» **Information shown**

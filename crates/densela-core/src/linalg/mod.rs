//! Linear algebra operations.
//!
//! All routines are implemented from scratch, with no external BLAS/LAPACK
//! bindings.
//!
//! | Level | Operations | Complexity |
//! |-------|-----------|------------|
//! | L1 | `dot`, `nrm2` | O(n) |
//! | L2 | `gemv` (matrix-vector multiply) | O(n^2) |
//! | L3 | `gemm` (matrix-matrix multiply) | O(n^3) |
//!
//! Decompositions: [`LuDecomposition`], [`SymmetricEigen`],
//! [`GeneralEigen`], [`SvdDecomposition`]. [`reconstruction_errors`]
//! compares all three factorization families on one matrix.

pub mod blas;
pub mod decomp;
mod det;
mod reconstruct;

pub use blas::{dot, gemm, gemv, nrm2};
pub use decomp::{
    Eigen, GeneralEigen, LuDecomposition, SvdDecomposition, SvdMethod, SymmetricEigen,
    svd_via_eig, svd_via_eig_error,
};
pub use det::det_recursive;
pub use reconstruct::{ReconstructionErrors, reconstruction_errors, reconstruction_errors_with};

use crate::Float;
use crate::error::Result;
use crate::matrix::Matrix;

/// Solve the linear system `Ax = b` for a square matrix `A`.
///
/// Uses LU decomposition with partial pivoting internally. Fails with
/// [`CoreError::SingularMatrix`](crate::CoreError::SingularMatrix) when a
/// pivot column is below tolerance.
///
/// ```
/// # use densela_core::Matrix;
/// # use densela_core::linalg;
/// let a = Matrix::from_rows(&[[2.0_f64, 1.0], [1.0, 4.0]]).unwrap();
/// let x = linalg::solve(&a, &[5.0, 6.0]).unwrap();
/// assert!((x[0] - 2.0).abs() < 1e-10);
/// assert!((x[1] - 1.0).abs() < 1e-10);
/// ```
pub fn solve<T: Float>(a: &Matrix<T>, b: &[T]) -> Result<Vec<T>> {
    LuDecomposition::decompose(a)?.solve(b)
}

/// Compute the inverse of a square matrix.
///
/// Uses LU decomposition with partial pivoting internally.
/// Returns [`CoreError::SingularMatrix`](crate::CoreError::SingularMatrix) if the
/// matrix is singular.
///
/// ```
/// # use densela_core::Matrix;
/// # use densela_core::linalg;
/// let a = Matrix::from_rows(&[[2.0_f64, 1.0], [1.0, 4.0]]).unwrap();
/// let inv = linalg::inv(&a).unwrap();
/// // A * A^-1 ≈ I
/// let eye = a.matmul(&inv).unwrap();
/// assert!((eye[(0, 0)] - 1.0).abs() < 1e-10);
/// ```
pub fn inv<T: Float>(a: &Matrix<T>) -> Result<Matrix<T>> {
    LuDecomposition::decompose(a)?.inverse()
}

/// Compute the determinant of a square matrix as `sign(P) * prod(diag(U))`.
///
/// Uses LU decomposition with partial pivoting internally. A singular
/// matrix gives (approximately) zero rather than an error.
///
/// ```
/// # use densela_core::Matrix;
/// # use densela_core::linalg;
/// let a = Matrix::from_rows(&[[2.0_f64, 1.0], [1.0, 4.0]]).unwrap();
/// let det = linalg::det(&a).unwrap();
/// assert!((det - 7.0).abs() < 1e-10);
/// ```
pub fn det<T: Float>(a: &Matrix<T>) -> Result<T> {
    Ok(LuDecomposition::decompose(a)?.det())
}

» **Brief**
Write out every line from the entries where "decompose" appears.

» **Response for this exercise**
    LuDecomposition::decompose(a)?.solve(b)
    LuDecomposition::decompose(a)?.inverse()
    Ok(LuDecomposition::decompose(a)?.det())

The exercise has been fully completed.